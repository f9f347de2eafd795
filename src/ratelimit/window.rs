//! Sliding window of admitted requests.

use std::collections::VecDeque;
use std::time::Duration;
use tokio::time::Instant;

/// One admitted request.
#[derive(Debug, Clone, Copy, PartialEq, Eq)]
pub struct RequestRecord {
    /// When the request was admitted
    pub timestamp: Instant,
    /// Number of prior retries of the logical operation this request belongs to
    pub retry_count: u32,
}

/// Admitted requests ordered oldest first.
///
/// Records are appended as they are admitted, so timestamps are always
/// ascending and expiry only ever removes a prefix.
#[derive(Debug, Default)]
pub struct RequestWindow {
    records: VecDeque<RequestRecord>,
}

impl RequestWindow {
    /// Create an empty window.
    pub fn new() -> Self {
        Self::default()
    }

    /// Drop every record that is no longer within `window` of `now`.
    ///
    /// A record stays while `now - timestamp < window`.
    pub fn prune(&mut self, now: Instant, window: Duration) {
        while let Some(oldest) = self.records.front() {
            if now.saturating_duration_since(oldest.timestamp) < window {
                break;
            }
            self.records.pop_front();
        }
    }

    /// Append a record for a request admitted at `timestamp`.
    pub fn push(&mut self, timestamp: Instant, retry_count: u32) {
        self.records.push_back(RequestRecord {
            timestamp,
            retry_count,
        });
    }

    /// The oldest record still held.
    pub fn oldest(&self) -> Option<&RequestRecord> {
        self.records.front()
    }

    /// Number of records held.
    pub fn len(&self) -> usize {
        self.records.len()
    }

    /// Whether no records are held.
    pub fn is_empty(&self) -> bool {
        self.records.is_empty()
    }

    /// Number of held records that were retries.
    pub fn retries(&self) -> usize {
        self.records.iter().filter(|r| r.retry_count > 0).count()
    }

    /// Remove every record.
    pub fn clear(&mut self) {
        self.records.clear();
    }

    /// Instant at which the oldest record leaves the window.
    pub fn oldest_expiry(&self, window: Duration) -> Option<Instant> {
        self.oldest().map(|r| r.timestamp + window)
    }
}

#[cfg(test)]
mod tests {
    use super::*;

    #[test]
    fn test_push_keeps_insertion_order() {
        let base = Instant::now();
        let mut window = RequestWindow::new();

        window.push(base, 0);
        window.push(base + Duration::from_millis(10), 1);

        assert_eq!(window.len(), 2);
        assert_eq!(window.oldest().map(|r| r.timestamp), Some(base));
        assert_eq!(window.retries(), 1);
    }

    #[test]
    fn test_prune_removes_expired_prefix() {
        let base = Instant::now();
        let window_len = Duration::from_millis(1000);
        let mut window = RequestWindow::new();

        window.push(base, 0);
        window.push(base + Duration::from_millis(400), 0);
        window.push(base + Duration::from_millis(800), 0);

        window.prune(base + Duration::from_millis(999), window_len);
        assert_eq!(window.len(), 3);

        // Exactly one window after admission the record is out.
        window.prune(base + Duration::from_millis(1000), window_len);
        assert_eq!(window.len(), 2);

        window.prune(base + Duration::from_millis(1800), window_len);
        assert!(window.is_empty());
    }

    #[test]
    fn test_oldest_expiry() {
        let base = Instant::now();
        let mut window = RequestWindow::new();
        assert_eq!(window.oldest_expiry(Duration::from_secs(1)), None);

        window.push(base, 0);
        assert_eq!(
            window.oldest_expiry(Duration::from_secs(1)),
            Some(base + Duration::from_secs(1))
        );
    }

    #[test]
    fn test_clear() {
        let mut window = RequestWindow::new();
        window.push(Instant::now(), 0);
        window.clear();
        assert!(window.is_empty());
    }
}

Work to complete = From the data above, count the lines that hold the string "RequestRecord". Reply with only that number.

Result of the task = 4